Ordre des Acupuncteurs du Québec
Qui pratique cette méthode ?
L’adhésion à l’Ordre des acupuncteurs du Québec (OAQ) est obligatoire pour pratiquer cette méthode au Québec. Il faut donc s’assurer que le professionnel que l’on consulte est membre de l’Ordre. « Personne ou presque ne connait l’existence de l’Ordre. Pourtant l’Ordre est là pour protéger le public, ce n’est pas banal », déclare l’acupunctrice Annie Lefebvre. « On doit faire des formations reconnues chaque année par l’Ordre comme n’importe quel professionnel de la santé. » Ainsi, les membres se spécialisent dans des branches différentes dépendant des formations choisies. Dans l’OAQ, l’on compte environ 900 membres à ce jour. En comparant avec la Fédération des médecins spécialistes du Québec qui compte plus de 100 000 personnes, on voit l’écart entre les deux organisations qui offrent toutes deux des ressources en santé. Le Collège Rosemont est la seule école reconnue par le gouvernement offrant une formation en acupuncture.
Lucie Fortin
Quels sont les aspects à vérifier avant son rendez-vous ?

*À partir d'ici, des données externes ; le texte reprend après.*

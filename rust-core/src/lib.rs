//! FFT Publisher - Real-time Loudness Spectrum Core
//!
//! Turns blocks of mono float samples into a normalized average loudness and
//! a vector of linear-frequency band magnitudes, published to any number of
//! consumer threads without blocking the audio thread.

pub mod audio;
pub mod config;
pub mod error;
pub mod publish;
pub mod spectrum;

pub use audio::SampleFeed;
pub use config::SpectrumConfig;
pub use error::{ConfigError, SpectrumError};
pub use publish::{SpectrumControl, SpectrumEvent, SpectrumFrame, SpectrumPublisher, Subscription};
pub use spectrum::{Radix2Transform, RealFftTransform, SpectralTransform, WindowType};
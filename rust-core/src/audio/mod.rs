//! Sample delivery into the analyzer

pub mod buffer;

pub use buffer::{SampleFeed, SampleReader, SampleWriter};
//! Publication of spectrum results to other threads

pub mod hub;
pub mod publisher;

pub use hub::{SpectrumEvent, SpectrumFrame, SpectrumHub, Subscription, DEFAULT_SUBSCRIBER_CAPACITY};
pub use publisher::{SpectrumControl, SpectrumPublisher};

L’AAQ rappelle les mesures de sécurité qui doivent être prises par les acupuncteurs lors des traitements. « L’utilisation des aiguilles stériles à usage unique est obligatoire. Tout acupuncteur pratiquant au Québec se doit de se soumettre à cette consigne professionnelle. » Cette prévention empêche ainsi de transmettre des maladies par une aiguille contaminée et mal stérilisée. De plus, la Régie de l’assurance maladie du Québec ne couvre pas les frais. Néanmoins, de plus en plus de compagnies d’assurances remboursent une partie de coûts. En moyenne, le prix à débouser pour une scéance varie de 60$ à 80$.
Lucie Fortin
Pourquoi les doutes persistent-ils ?
Malgré que la profession soit réglementée depuis 20 ans au Québec, Annie Lefebvre rencontre encore des sceptiques. « Ce n’est pas parce que les gens ne comprennent pas comment l’acupuncture fonctionne que ça ne marche pas », explique-t-elle. Elle raconte qu’elle a déjà soigné une incrédule de l’acupuncture. La patiente avait été recommandée par une infirmière, mais continuait de croire que les traitements n’auraient aucun effet. « Que tu y croies ou que tu n’y croies pas, ça fonctionne. Ce n’est pas une question de croyance », lui aurait dit l’acupunctrice. Le problème fut finalement réglé et la patiente fut surprise des résultats, changeant ainsi son opinion. « Les gens qui ne savent pas, c’est normal qu’ils n’y croient pas », note Annie Lefebvre. Même si des études ont déjà prouvé l’efficacité de l’acupuncture, les recherches continuent encore sur le sujet pour trouver d’autres bienfaits de cette pratique.